The Xbox One comes with a 500 gigabyte hard drive, 8 gigabytes of RAM, and an 8-core CPU. It contains a Blu-ray drive as well as HDMI in and out ports. The system will also support USB 3.0 and 802.11n wireless.

Lost amidst the hoopla is a new version of Kinect. The newest iteration of Microsoft’s motion-tracking device will feature a 1080p camera with a 60 percent larger field-of-view that can detect up to six people. Perhaps the biggest improvement is that the new Kinect can see people four feet closer, making it a lot easier and practical to use since it will be more effective in smaller rooms.

One item that should put gamers’ minds at ease is that the long-rumored “always on” feature–requiring a constant connection to the internet in order to play games–is not accurate. The Xbox One will not require a round-the-clock connection, meaning players will not have to online in order to play a game.

Speaking of playing games, the Achievement system is getting an upgrade, too. Xbox One’s achievements will be cloud-based, meaning developers can update and add new achievements as they see fit as well as create achievements that span games. They will also now be able to create Challenges for their games, similar to the daily and weekly challenges currently offered in Halo 4 and Call of Duty. The console will also be able to record “magic moments” from games on video and share them online.
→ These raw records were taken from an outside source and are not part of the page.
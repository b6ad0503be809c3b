//! CSV export of one filtered page.

use crate::config::{ExportSource, ResolvedEntity, ResolvedModel};
use crate::error::AppError;
use crate::graph::{EntityGraph, Link, Record};
use crate::query::QuerySpec;
use crate::store::Session;
use crate::value::Scalar;
use chrono::{DateTime, Utc};

pub fn export_filename(now: DateTime<Utc>) -> String {
    format!("export_{}.csv", now.format("%Y%m%d%H%M%S"))
}

/// CSV text for the page selected by `spec`, or `None` when the page is empty.
pub async fn export_csv(
    session: &mut dyn Session,
    model: &ResolvedModel,
    entity: &ResolvedEntity,
    spec: &QuerySpec,
) -> Result<Option<String>, AppError> {
    let rows = session.fetch_page(entity, spec).await?;
    if rows.is_empty() {
        return Ok(None);
    }

    let mut relations: Vec<&str> = Vec::new();
    for c in &entity.export_columns {
        if let ExportSource::Related { relation, .. } = &c.source {
            if !relations.contains(&relation.as_str()) {
                relations.push(relation);
            }
        }
    }
    let graph = EntityGraph::load(session, model, entity, rows, &relations, 1).await?;

    let mut writer = csv::Writer::from_writer(Vec::new());
    writer.write_record(entity.export_columns.iter().map(|c| c.alias.as_str()))?;
    for record in graph.roots() {
        let cells: Vec<String> = entity
            .export_columns
            .iter()
            .map(|c| match &c.source {
                ExportSource::Field(field) => cell(record, field),
                ExportSource::Related { relation, attr } => match record.links.get(relation) {
                    Some(Link::One(Some(key))) => graph.get(key).map(|r| cell(r, attr)).unwrap_or_default(),
                    _ => String::new(),
                },
            })
            .collect();
        writer.write_record(&cells)?;
    }
    let bytes = writer
        .into_inner()
        .map_err(|e| AppError::Csv(e.to_string()))?;
    let text = String::from_utf8(bytes).map_err(|e| AppError::Csv(e.to_string()))?;
    tracing::debug!(entity = %entity.name, rows = graph.roots().count(), "csv export built");
    Ok(Some(text))
}

/// Stored value as CSV text; decimals keep their scale.
fn cell(record: &Record, attr: &str) -> String {
    match record.values.get(attr) {
        Some(Scalar::Decimal(d)) => d.to_string(),
        Some(v) => v.to_text().unwrap_or_default(),
        None => String::new(),
    }
}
Developers can program the system to record special events in a game, or players themselves can tell the system when they want to record something.

Another cool feature is that gamers will be able to save and resume games at any point in the game. Xbox One will also have a universal pause feature that allows a user to pause whatever it is they are doing on the console

Aside from gaming, Xbox One will also boast a number of other abilities such as voice commands, live television, internet browsing, music, and Skype. Users will be able to use Skype while also using other applications. Also, the new console will be compatible with cable television service.

The new console will not be backwards-compatible with Xbox 360 games and Arcade content. However, any music, movies, or television downloads can be transferred from an Xbox 360 to the Xbox One.

No pricing or release date details have been revealed as of yet, but it is likely that the Xbox One will be available this holiday season.